The Kurdish Mastiff, Assyrian Shepherd, or Pshdar dog (Kurdish: سەگی پشدەری) is a dog landrace native to the mountainous Kurdistan Region in Iraq, especially the Pshdar region in Sulaymaniyah Governorate. This dog is often used as a livestock guardian against predators and number around a few thousand heads. They have been compared to the Kangal Dog and the Akbash.

The weight of the adult dogs increases with age and can reach 80 kg. The average is at 73.50 kg reaching from 67 kg in Sangasar to 80 kg in Qira Diza. The average body length is about 75 cm with the back length of aged dogs reaching over 88 cm.

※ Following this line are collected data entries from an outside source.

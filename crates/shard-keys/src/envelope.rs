//! Password envelopes for stored key material.
//!
//! ```text
//! [salt: 64][version: u8][AES-256-CBC(IV ‖ payload ‖ PKCS#7)]
//! wrapping key = PBKDF2-HMAC-SHA256(password, salt, iterations, 32 bytes)
//! ```
//!
//! Each blob has its own random salt. The wrapping key lives only for the
//! duration of one seal/open call.

use std::fmt;
use std::sync::Arc;

use secrecy::{ExposeSecret, SecretString};
use shard_core::{OsRandom, RandomSource, ShardError, ShardResult};
use shard_pipeline::{
    transform_items, AesCbcTransform, CipherMode, NoPadding, AES_BLOCK_SIZE, AES_KEY_SIZE,
};

use crate::container::{decode_payload, encode_payload, CONTAINER_VERSION};
use crate::material::KeyMaterial;

pub const SALT_LEN: usize = 64;

#[derive(Debug, Clone)]
pub struct EnvelopeParams {
    /// PBKDF2 iterations (default: 2048)
    pub iterations: u32,
}

impl Default for EnvelopeParams {
    fn default() -> Self {
        Self { iterations: 2048 }
    }
}

struct WrappingKey([u8; AES_KEY_SIZE]);

impl fmt::Debug for WrappingKey {
    fn fmt(&self, f: &mut fmt::Formatter<'_>) -> fmt::Result {
        f.debug_struct("WrappingKey")
            .field("bytes", &"[REDACTED]")
            .finish()
    }
}

fn derive_wrapping_key(
    password: &SecretString,
    salt: &[u8],
    params: &EnvelopeParams,
) -> ShardResult<WrappingKey> {
    if params.iterations == 0 {
        return Err(ShardError::Configuration(
            "PBKDF2 iteration count must be > 0".into(),
        ));
    }
    let mut key = [0u8; AES_KEY_SIZE];
    pbkdf2::pbkdf2_hmac::<sha2::Sha256>(
        password.expose_secret().as_bytes(),
        salt,
        params.iterations,
        &mut key,
    );
    Ok(WrappingKey(key))
}

fn run_cipher(
    key: &WrappingKey,
    mode: CipherMode,
    rng: Arc<dyn RandomSource>,
    input: &[u8],
) -> ShardResult<Vec<u8>> {
    let cipher = AesCbcTransform::new(rng)
        .with_key(&key.0)?
        .with_mode(mode)
        .with_padding(Arc::new(NoPadding));
    transform_items(&cipher, &[input])?
        .into_iter()
        .next()
        .ok_or_else(|| ShardError::Format("cipher produced no output item".into()))
}

/// Encrypt `material` under `password` into a self-contained blob.
pub fn seal(
    material: &KeyMaterial,
    password: &SecretString,
    params: &EnvelopeParams,
    rng: Arc<dyn RandomSource>,
) -> ShardResult<Vec<u8>> {
    let mut salt = [0u8; SALT_LEN];
    rng.fill(&mut salt);
    let key = derive_wrapping_key(password, &salt, params)?;
    let ciphertext = run_cipher(&key, CipherMode::Encrypt, rng, &encode_payload(material))?;

    let mut blob = Vec::with_capacity(SALT_LEN + 1 + ciphertext.len());
    blob.extend_from_slice(&salt);
    blob.push(CONTAINER_VERSION);
    blob.extend_from_slice(&ciphertext);
    Ok(blob)
}

/// Decrypt a blob produced by [`seal`]. A wrong password surfaces as a
/// `Format` error or as material that fails later verification.
pub fn open(
    blob: &[u8],
    password: &SecretString,
    params: &EnvelopeParams,
) -> ShardResult<KeyMaterial> {
    let min_len = SALT_LEN + 1 + AES_BLOCK_SIZE * 2;
    if blob.len() < min_len {
        return Err(ShardError::Format(format!(
            "key envelope too short: {} bytes, need at least {min_len}",
            blob.len()
        )));
    }
    let (salt, rest) = blob.split_at(SALT_LEN);
    let version = rest[0];
    if version != CONTAINER_VERSION {
        tracing::debug!(version, "rejecting key envelope with unknown container version");
        return Err(ShardError::Format(format!(
            "unsupported key container version {version}"
        )));
    }
    let key = derive_wrapping_key(password, salt, params)?;
    let payload = run_cipher(&key, CipherMode::Decrypt, Arc::new(OsRandom), &rest[1..])?;
    decode_payload(version, &payload)
}

#[cfg(test)]
mod tests {
    use super::*;
    use shard_core::SeededRandom;

    fn fast_params() -> EnvelopeParams {
        EnvelopeParams { iterations: 16 }
    }

    fn material(seed: u64) -> KeyMaterial {
        KeyMaterial::create_random(510, &SeededRandom::new(seed)).unwrap()
    }

    #[test]
    fn test_seal_open_roundtrip() {
        let k = material(1);
        let pw = SecretString::from("correct horse");
        let blob = seal(&k, &pw, &fast_params(), Arc::new(SeededRandom::new(2))).unwrap();
        // 512-byte payload + PKCS#7 block + IV
        assert_eq!(blob.len(), SALT_LEN + 1 + 16 + 512 + 16);
        assert_eq!(blob[SALT_LEN], CONTAINER_VERSION);

        let opened = open(&blob, &pw, &fast_params()).unwrap();
        assert_eq!(opened, k);
    }

    #[test]
    fn test_salts_differ_per_blob() {
        let k = material(3);
        let pw = SecretString::from("pw");
        let rng: Arc<dyn RandomSource> = Arc::new(SeededRandom::new(4));
        let a = seal(&k, &pw, &fast_params(), rng.clone()).unwrap();
        let b = seal(&k, &pw, &fast_params(), rng).unwrap();
        assert_ne!(a[..SALT_LEN], b[..SALT_LEN]);
        assert_ne!(a, b);
    }

    #[test]
    fn test_wrong_password_does_not_yield_key() {
        let k = material(5);
        let blob = seal(
            &k,
            &SecretString::from("right"),
            &fast_params(),
            Arc::new(SeededRandom::new(6)),
        )
        .unwrap();
        match open(&blob, &SecretString::from("wrong"), &fast_params()) {
            Ok(other) => assert_ne!(other, k),
            Err(e) => assert!(matches!(e, ShardError::Format(_)), "got {e:?}"),
        }
    }

    #[test]
    fn test_rejects_bad_version_and_short_blob() {
        let k = material(7);
        let pw = SecretString::from("pw");
        let mut blob = seal(&k, &pw, &fast_params(), Arc::new(SeededRandom::new(8))).unwrap();
        blob[SALT_LEN] = 3;
        assert!(matches!(
            open(&blob, &pw, &fast_params()),
            Err(ShardError::Format(_))
        ));
        assert!(matches!(
            open(&blob[..40], &pw, &fast_params()),
            Err(ShardError::Format(_))
        ));
    }

    #[test]
    fn test_default_iterations() {
        assert_eq!(EnvelopeParams::default().iterations, 2048);
    }

    #[test]
    fn test_wrapping_key_debug_redacted() {
        let key = derive_wrapping_key(&SecretString::from("pw"), &[0u8; SALT_LEN], &fast_params())
            .unwrap();
        assert!(format!("{key:?}").contains("REDACTED"));
    }
}
//! End-to-end tests: create keys, protect them, reopen the engine, unlock and
//! run files through the two-layer pipeline across several backends.

use std::path::Path;
use std::sync::Arc;
use std::time::Duration;

use secrecy::SecretString;
use shard_core::config::EngineConfig;
use shard_core::types::SetId;
use shard_core::{SeededRandom, ShardError};
use shard_engine::registry::{AES_CBC, NO_PADDING, RANDOM_PADDING};
use shard_engine::{EncryptionLayer, Engine};
use shard_storage::{CloudStorage, LocalFsBackend, MemoryChunkCache, MemoryStorage};
use tempfile::TempDir;

const PASSWORD: &str = "correct horse battery staple";

fn config() -> EngineConfig {
    EngineConfig {
        kdf_iterations: 32,
        probe_len: 128,
        ..EngineConfig::default()
    }
}

fn cache() -> Arc<MemoryChunkCache> {
    // small chunks so every file spans several of them
    Arc::new(MemoryChunkCache::new(48, Duration::from_secs(600)).unwrap())
}

fn open(storages: &[Arc<dyn CloudStorage>], seed: u64) -> Engine {
    Engine::open(
        config(),
        storages.to_vec(),
        cache(),
        Arc::new(SeededRandom::new(seed)),
    )
    .expect("open engine")
}

fn local_backends(root: &Path, n: usize) -> Vec<Arc<dyn CloudStorage>> {
    (0..n)
        .map(|i| {
            let backend = LocalFsBackend::open(format!("cloud{i}"), root.join(format!("cloud{i}")))
                .expect("local backend");
            Arc::new(backend) as Arc<dyn CloudStorage>
        })
        .collect()
}

/// Chain + RandomPadding/NoPadding set, protected and saved.
fn provision(storages: &[Arc<dyn CloudStorage>]) -> SetId {
    let mut engine = open(storages, 1);
    engine.set_master_password(SecretString::from(PASSWORD));
    let chain = engine.create_key_chain().unwrap();
    let keys = engine.create_encryption_keys(2).unwrap();
    let set = engine
        .create_encryption_set(
            vec![
                EncryptionLayer::new(AES_CBC, RANDOM_PADDING, 32, keys[0]),
                EncryptionLayer::new(AES_CBC, NO_PADDING, 32, keys[1]),
            ],
            chain,
        )
        .unwrap();
    engine.save_catalogs().unwrap();
    set
}

fn payload(len: usize) -> Vec<u8> {
    (0..len).map(|i| (i * 31 + 7) as u8).collect()
}

#[test]
fn roundtrip_edge_sizes_across_reopen() {
    let dir = TempDir::new().unwrap();
    let storages = local_backends(dir.path(), 3);
    let set = provision(&storages);

    let sizes = [0usize, 1, 15, 16, 17, 16 * 8, 16 * 8 - 1, 1000];
    {
        let mut engine = open(&storages, 2);
        engine.unlock_keys(set, &SecretString::from(PASSWORD)).unwrap();
        for len in sizes {
            let local = dir.path().join(format!("plain-{len}"));
            std::fs::write(&local, payload(len)).unwrap();
            let written = engine
                .encrypt_file_to_remote(set, &local, len % 3, &format!("data/file-{len}"))
                .unwrap();
            assert!(written >= 16 + 16 * 4, "header plus two IVs and blocks");
        }
    }

    let mut engine = open(&storages, 3);
    engine.unlock_keys(set, &SecretString::from(PASSWORD)).unwrap();
    for len in sizes {
        let remote = format!("data/file-{len}");
        assert_eq!(engine.remote_file_set(len % 3, &remote).unwrap(), set);
        let mut out = Vec::new();
        let n = engine.decrypt_remote_file(len % 3, &remote, &mut out).unwrap();
        assert_eq!(n as usize, len);
        assert_eq!(out, payload(len), "size {len}");
    }
}

#[test]
fn same_plaintext_encrypts_differently() {
    let dir = TempDir::new().unwrap();
    let storages = local_backends(dir.path(), 2);
    let set = provision(&storages);
    let mut engine = open(&storages, 4);
    engine.unlock_keys(set, &SecretString::from(PASSWORD)).unwrap();

    let local = dir.path().join("plain");
    std::fs::write(&local, payload(64)).unwrap();
    engine.encrypt_file_to_remote(set, &local, 0, "a").unwrap();
    engine.encrypt_file_to_remote(set, &local, 0, "b").unwrap();
    let a = storages[0].read_all("a").unwrap();
    let b = storages[0].read_all("b").unwrap();
    assert_eq!(a[..16], b[..16], "same set header");
    assert_ne!(a[16..], b[16..]);

    for name in ["a", "b"] {
        let mut out = Vec::new();
        engine.decrypt_remote_file(0, name, &mut out).unwrap();
        assert_eq!(out, payload(64));
    }
}

#[test]
fn overwrite_with_shorter_file() {
    let dir = TempDir::new().unwrap();
    let storages = local_backends(dir.path(), 2);
    let set = provision(&storages);
    let mut engine = open(&storages, 5);
    engine.unlock_keys(set, &SecretString::from(PASSWORD)).unwrap();

    let local = dir.path().join("plain");
    std::fs::write(&local, payload(500)).unwrap();
    engine.encrypt_file_to_remote(set, &local, 1, "f").unwrap();
    std::fs::write(&local, payload(3)).unwrap();
    engine.encrypt_file_to_remote(set, &local, 1, "f").unwrap();

    let mut out = Vec::new();
    engine.decrypt_remote_file(1, "f", &mut out).unwrap();
    assert_eq!(out, payload(3));
}

#[test]
fn paths_differing_only_in_case_stay_distinct() {
    let dir = TempDir::new().unwrap();
    let storages: Vec<Arc<dyn CloudStorage>> = vec![Arc::new(MemoryStorage::new("m0"))];
    let set = provision(&storages);
    let mut engine = open(&storages, 11);
    engine.unlock_keys(set, &SecretString::from(PASSWORD)).unwrap();

    let local = dir.path().join("plain");
    std::fs::write(&local, [b'A'; 300]).unwrap();
    engine.encrypt_file_to_remote(set, &local, 0, "docs/Report.bin").unwrap();
    std::fs::write(&local, [b'B'; 300]).unwrap();
    engine.encrypt_file_to_remote(set, &local, 0, "docs/report.bin").unwrap();

    let mut upper = Vec::new();
    engine.decrypt_remote_file(0, "docs/Report.bin", &mut upper).unwrap();
    assert_eq!(upper, vec![b'A'; 300]);
    let mut lower = Vec::new();
    engine.decrypt_remote_file(0, "docs/report.bin", &mut lower).unwrap();
    assert_eq!(lower, vec![b'B'; 300]);
}

#[test]
fn wrong_password_then_right_password() {
    let dir = TempDir::new().unwrap();
    let storages = local_backends(dir.path(), 3);
    let set = provision(&storages);
    let mut engine = open(&storages, 6);

    let err = engine
        .unlock_keys(set, &SecretString::from("not the password"))
        .unwrap_err();
    assert!(matches!(err, ShardError::Authentication(_)), "got {err}");
    assert!(!engine.is_unlocked(set));
    assert!(matches!(
        engine.build_pipeline(set, false),
        Err(ShardError::Configuration(_))
    ));

    engine.unlock_keys(set, &SecretString::from(PASSWORD)).unwrap();
    assert!(engine.is_unlocked(set));
    // a second unlock has nothing to load and succeeds whatever the password
    engine.unlock_keys(set, &SecretString::from("ignored")).unwrap();
}

#[test]
fn tampered_catalog_is_rejected() {
    let dir = TempDir::new().unwrap();
    let storages = local_backends(dir.path(), 2);
    provision(&storages);

    let path = "CloudSecurity/Configuration/EncryptionSets";
    let mut bytes = storages[0].read_all(path).unwrap();
    let last = bytes.len() - 2;
    bytes[last] ^= 0x01;
    storages[0].write_all(path, &bytes).unwrap();

    let err = Engine::open(config(), storages, cache(), Arc::new(SeededRandom::new(7)))
        .err()
        .expect("tampered catalog must fail");
    assert!(matches!(err, ShardError::Format(_)), "got {err}");
}

#[test]
fn catalog_bound_to_backend_identities() {
    let dir = TempDir::new().unwrap();
    let storages = local_backends(dir.path(), 2);
    provision(&storages);

    // a different second backend changes the tag key
    let other = local_backends(&dir.path().join("elsewhere"), 1);
    let mixed = vec![storages[0].clone(), other[0].clone()];
    assert!(matches!(
        Engine::open(config(), mixed, cache(), Arc::new(SeededRandom::new(8))),
        Err(ShardError::Format(_))
    ));
}

#[test]
fn offline_backend_error_propagates_without_partial_unlock() {
    let stores: Vec<MemoryStorage> = (0..3).map(|i| MemoryStorage::new(format!("m{i}"))).collect();
    let storages: Vec<Arc<dyn CloudStorage>> = stores
        .iter()
        .map(|s| Arc::new(s.clone()) as Arc<dyn CloudStorage>)
        .collect();
    let set = provision(&storages);
    let mut engine = open(&storages, 9);

    stores[2].set_offline(true);
    let err = engine
        .unlock_keys(set, &SecretString::from(PASSWORD))
        .unwrap_err();
    assert!(matches!(err, ShardError::Backend(_)), "got {err}");
    assert!(!engine.is_unlocked(set));

    stores[2].set_offline(false);
    engine.unlock_keys(set, &SecretString::from(PASSWORD)).unwrap();
}

#[test]
fn decrypt_with_unknown_set_header_fails() {
    let dir = TempDir::new().unwrap();
    let storages = local_backends(dir.path(), 1);
    provision(&storages);
    let mut engine = open(&storages, 10);

    let mut bogus = vec![0xAAu8; 16];
    bogus.extend_from_slice(&[0u8; 64]);
    storages[0].write_all("bogus", &bogus).unwrap();
    let mut out = Vec::new();
    assert!(matches!(
        engine.decrypt_remote_file(0, "bogus", &mut out),
        Err(ShardError::Configuration(_))
    ));

    storages[0].write_all("short", b"tiny").unwrap();
    assert!(matches!(
        engine.remote_file_set(0, "short"),
        Err(ShardError::Format(_))
    ));
}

In 1892, John Paul Dudley published a medical treatise on dogs and mentioned the Kurdish Mastiff:

In Kurdistan in northern Asia Minor, and that region of Asia, there is a dog much resembling the English Mastiff, which is the constant companion and friend of the Kurd — a shepherd and watch dog partaking much of the character of his half - barbarous master, and will not well bear a change of country and associations. Nothing owned by the Kurd is valued more highly than this fierce and powerful animal, which is to a great extent treated as sacred, at least so far as the hand of a stranger is concerned. In color the Kurdish Mastiff is mainly tawny; has tail long, and head large, and his body is tall, ponderous, and well proportioned".